In 2009, Martin Ford, a software entrepreneur from Silicon Valley, noted in “The Lights in the Tunnel” that new occupations created by technology—web coders, mobile-phone salesmen, wind-turbine technicians and so on—represent a tiny fraction of employment. And while it is true that technology creates jobs, history shows that it can vaporise them pretty quickly, too. “The IT jobs that are now being off-shored and automated are brand new jobs that were largely created in the tech boom of the 1990s,” says Mr Ford.

In his analysis, Mr Ford noted how technology and innovation improve productivity exponentially, while human consumption increases in a more linear fashion. In his view, Luddism was, indeed, a fallacy when productivity improvements were still on the relatively flat, or slowly rising, part of the exponential curve. But after two centuries of technological improvements, productivity has "turned the corner" and is now moving rapidly up the more vertical part of the exponential curve. One implication is that productivity gains are now outstripping consumption by a large margin.

Another implication is that technology is no longer creating new jobs at a rate that replaces old ones made obsolete elsewhere in the economy. All told, Mr Ford has identified over 50m jobs in America—nearly 40% of all employment—which, to a greater or lesser extent, could be performed by a piece of software running on a computer. Within a decade, many of them are likely to vanish. “The bar which technology needs to hurdle in order to displace many of us in the workplace,” the author notes, “is much lower than we really imagine.”

In their recent book, “Race Against the Machine”, Erik Brynjolfsson and Andrew McAfee from the Massachusetts Institute of Technology agree with Mr Ford's analysis—namely, that the jobs lost since the Great Recession are unlikely to return. They agree, too, that the brunt of the shake-out will be borne by middle-income knowledge workers, including those in the retail, legal and information industries. But the authors' perspective is from an ivory tower rather than from the hands-on world of creating start-ups in Silicon Valley. Their proposals for reform, while spot on in principle, expect rather a lot from the political system and other vested interests.

Unlike Mr Ford, Dr Brynjolfsson and Dr McAfee are more sanguine about the impact smart technology is having on the job market. As they see it, those threatened the most by technology should learn to work with machines, rather than against them. Do that, they suggest, and the shake-out among knowledge workers becomes less of a threat and more of an opportunity.

As an example, they point to the way Amazon and eBay have spurred over 600,000 people to earn their livings by dreaming up products for a world-wide customer base. Likewise, Apple’s App Store and Google’s Android Marketplace have made it easy for those with ideas for doing things with phones to distribute their products globally. Such activities may not create a new wave of billion-dollar businesses, but they can put food on the table for many a family and pay the rent, and perhaps even the college fees.

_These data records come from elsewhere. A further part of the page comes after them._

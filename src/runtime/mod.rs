/*!
 * Managed Runtime Interface
 * The slice of a managed runtime's object model that natives operate on
 */

mod descriptor;
mod heap;

pub use descriptor::{FieldType, MethodDescriptor, MAX_ARRAY_DIMENSIONS};
pub use heap::{ClassBuilder, Heap, Modifiers, STRING_CLASS, SYSTEM_CLASS};

use crate::core::{ClassRef, FieldId, ObjectRef, RuntimeResult};

/// Object model operations available to native code
///
/// Every string handed out by `new_string` is a fresh heap object owned by
/// the managed side. Implementations never retain the `&str` passed in.
pub trait ManagedEnv: Send + Sync {
    /// Look up a loaded class by binary name
    fn find_class(&self, name: &str) -> RuntimeResult<ClassRef>;

    /// Binary name of a loaded class
    fn class_name(&self, class: ClassRef) -> RuntimeResult<String>;

    /// Allocate a new managed string holding a copy of `text`
    fn new_string(&self, text: &str) -> ObjectRef;

    /// Decode a managed string into native text
    ///
    /// Fails on a null reference, a non-string object, or an unpaired
    /// surrogate.
    fn string_chars(&self, string: Option<ObjectRef>) -> RuntimeResult<String>;

    /// Allocate a `java/lang/String[]` with every slot null
    fn new_string_array(&self, len: usize) -> ObjectRef;

    fn array_length(&self, array: ObjectRef) -> RuntimeResult<usize>;

    fn array_element(&self, array: ObjectRef, index: usize) -> RuntimeResult<Option<ObjectRef>>;

    fn set_array_element(
        &self,
        array: ObjectRef,
        index: usize,
        value: Option<ObjectRef>,
    ) -> RuntimeResult<()>;

    /// Resolve a static field by name and exact type descriptor
    fn static_field_id(&self, class: ClassRef, name: &str, signature: &str)
        -> RuntimeResult<FieldId>;

    /// Store into a static reference field without access checks
    fn set_static_object_field(
        &self,
        class: ClassRef,
        field: FieldId,
        value: Option<ObjectRef>,
    ) -> RuntimeResult<()>;

    fn get_static_object_field(&self, class: ClassRef, field: FieldId)
        -> RuntimeResult<Option<ObjectRef>>;
}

In the end, the Luddites may still be wrong. But the nature of what constitutes work today—the notion of a full-time job—will have to change dramatically. The things that make people human—the ability to imagine, feel, learn, create, adapt, improvise, have intuition, act spontaneously—are the comparative advantages they have over machines. They are also the skills that machines, no matter how smart, have had the greatest difficulty replicating.

Marina Gorbis of the Institute for the Future, an independent think-tank in Palo Alto, California, believes that, while machines will replace people in any number of tasks, “they will amplify us, enabling us to do things we never dreamed of doing before.” If that new “human-machine partnership” gives people the dignity of work, as well as some means for financial reward, all the better. But for sure, the world is going to be a different place.